October 22, 2008

Navratri, Unifying Force of Existence

Navratri, nine nights and the tenth, a culmination, an explosive amalgamation of color, form, festivity, the turning of night into day, the vanquishing of the forces of darkness and the ascendant of the absolute powers of the earth mother, Gaea, the mother Goddess, a celebratory interpretation of a variety of myths and legends of yore juxtaposed with modern mating rituals, urban angst, sponsored market driven advertising coupled with the ostentatious display of wealth, power, rhythm and blues.
The festival of Garba, culminating in Dussehra, ever so many intertwining folk myths, their apparently diverse rivulets eventually melding into the embryonic folds of the mother Goddess, a single riveting image of sustenance, power and indisputably motherhood, a symbolic celebration of the power of good over evil, the colorfully explosive flowering of the all encompassing magic circle, an abstract rendering of fertility, womanhood and the rekindled romance of myths. Interlinking stories coalsing within nine nights of mystically cathartic abandon. Shiv/Shakti; yin and yang, the synchronized balance between the apparently opposing forces, each a necessary complement to the other. The aspects of good and evil, their unending battle till Armageddon is actually an European imposition as Indian philosophy defines the forces in nature as creative partners in a ballet of a contigineous improvisational dance of the cosmos, where every ‘Rig Vedic’ molecule holds the propensities of universal creation wafting through chance.
What originally began as a confirmation of the earth mother and fertility, later ushered in Dussehra and the phoenix like arson of effigies eulogizing the victory of Ram over Ravana, not as components of good and evil but elements of duality in creation. The nine day festival of ‘Navratri’ is best known by the folk dance of ‘Garba’ in all its myriad traditional variations, mutating into urbanized modern influences leading to interpretations from the sublime to the grotesque with music, serene and relevant jarring into the absolute bizarre; a fashion parade of urban chic in a gross imitation of subduadly cultured textiled tradition with each color and pattern having a relevance within the scheme of ritual. the ‘Garba’ or ‘Garbh’ a symbolic manifestation of the womb, a culmination of womanhood, surrounded by the dance of a magic circle with its heartbeat rhythms of musical notations, a dance form at once hypnotic, enduring and protectively all encompassing.

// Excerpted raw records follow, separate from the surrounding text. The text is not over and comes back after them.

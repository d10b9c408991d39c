//! Time utilities — business-timezone date handling
//!
//! All stay logic compares calendar dates, never instants: "today", "the
//! check-in day has arrived" and the cancellation window are evaluated in
//! the property's business timezone so a UTC offset can't shift a stay by
//! a day.

use chrono::{NaiveDate, Utc};
use chrono_tz::Tz;

/// Today's calendar date in the business timezone
pub fn business_today(tz: Tz) -> NaiveDate {
    Utc::now().with_timezone(&tz).date_naive()
}

/// Day start (00:00:00) → Unix millis in the business timezone
///
/// DST gap fallback: if the local midnight doesn't exist, fall back to UTC.
pub fn day_start_millis(date: NaiveDate, tz: Tz) -> i64 {
    let naive = date.and_hms_opt(0, 0, 0).unwrap_or_default();
    naive
        .and_local_timezone(tz)
        .latest()
        .map(|dt| dt.timestamp_millis())
        .unwrap_or_else(|| naive.and_utc().timestamp_millis())
}

/// Number of nights between two dates (half-open stay)
pub fn nights_between(check_in: NaiveDate, check_out: NaiveDate) -> i64 {
    (check_out - check_in).num_days()
}
//! Seasonal Pricing Rule Model
//!
//! Date-ranged nightly price override per room type. Active rules for the
//! same room type at the same priority must not overlap; the resolver picks
//! the highest priority among applicable rules, ties broken by earliest
//! start date.

use chrono::NaiveDate;
use serde::{Deserialize, Serialize};

/// Seasonal pricing rule entity
#[derive(Debug, Clone, Serialize, Deserialize)]
#[cfg_attr(feature = "db", derive(sqlx::FromRow))]
pub struct SeasonalPricingRule {
    pub id: i64,
    pub room_type_id: i64,
    pub season_name: String,
    /// Inclusive date range
    pub start_date: NaiveDate,
    pub end_date: NaiveDate,
    /// Overrides the room type base price inside the window
    pub base_price: f64,
    pub weekend_multiplier: f64,
    pub holiday_multiplier: f64,
    pub min_stay_nights: Option<i32>,
    pub max_stay_nights: Option<i32>,
    /// Higher wins when ranges at different priorities overlap
    pub priority: i32,
    pub is_active: bool,
    pub created_at: i64,
}

impl SeasonalPricingRule {
    /// Inclusive membership test for a calendar day.
    pub fn covers(&self, date: NaiveDate) -> bool {
        self.start_date <= date && date <= self.end_date
    }

    /// Whether the rule admits a stay of `nights` nights.
    pub fn admits_stay(&self, nights: i64) -> bool {
        if let Some(min) = self.min_stay_nights
            && nights < min as i64
        {
            return false;
        }
        if let Some(max) = self.max_stay_nights
            && nights > max as i64
        {
            return false;
        }
        true
    }
}

/// Create seasonal rule payload
#[derive(Debug, Clone, Serialize, Deserialize)]
pub struct SeasonalRateCreate {
    pub room_type_id: i64,
    pub season_name: String,
    pub start_date: NaiveDate,
    pub end_date: NaiveDate,
    pub base_price: f64,
    pub weekend_multiplier: Option<f64>,
    pub holiday_multiplier: Option<f64>,
    pub min_stay_nights: Option<i32>,
    pub max_stay_nights: Option<i32>,
    pub priority: Option<i32>,
}

/// Update seasonal rule payload
#[derive(Debug, Clone, Default, Serialize, Deserialize)]
pub struct SeasonalRateUpdate {
    pub season_name: Option<String>,
    pub start_date: Option<NaiveDate>,
    pub end_date: Option<NaiveDate>,
    pub base_price: Option<f64>,
    pub weekend_multiplier: Option<f64>,
    pub holiday_multiplier: Option<f64>,
    pub min_stay_nights: Option<i32>,
    pub max_stay_nights: Option<i32>,
    pub priority: Option<i32>,
    pub is_active: Option<bool>,
}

The ‘Garba’ is a ceremonial dance to the Goddess, in effect a stylized mirror image of a multi-universal dance of creation. Through its rendering, it pays homage to the very birthing of the universe, thus becoming one of the extensions of various rituals enacted in honor of the mother Goddess.
The earth mother, ‘Devi’ or ‘Shakti’, in Indian socio-religious psyche is encountered in numerous guises and forms enabling her to fulfill niche needs in a society, which venerated nature in all her supernatural forms. The earth mother was considered the womb of all life and had a direct link with all the flora and fauna of different regions and climes leading to an approximate 1008 manifold incarnations spread over the length and breadth of Hinduism.
The most popular and enduring myth is that of ‘Mahisasura Mardini’, an aspect of Durga, Parvati, Shakti, the mother Goddess, whose folk myth is the mainstay of the nine days festival of Navratri. At a point in cosmic time, ‘Mahisasura’ was granted power unlimited by ‘Brahma’. Using this divine boon, he vanquished the ‘Devas’ and established his supremacy over the three planes. The ‘Devas’ appealed to ‘Shiva’, who endowed ‘Durga’ with the essence of 33crore Gods and Goddesses of the Hindu pantheon. It was thus ‘Durga’, as ‘Mahisasura Mardini’ in an epic battle lasting nine days that vanquished the usurper and re-established the balance of the cosmos.
Ever so many myths, ever so many tales, so much of happiness, dance, revelry and the celebration of life cutting across barriers of geographical, social, economic and cultural ethos.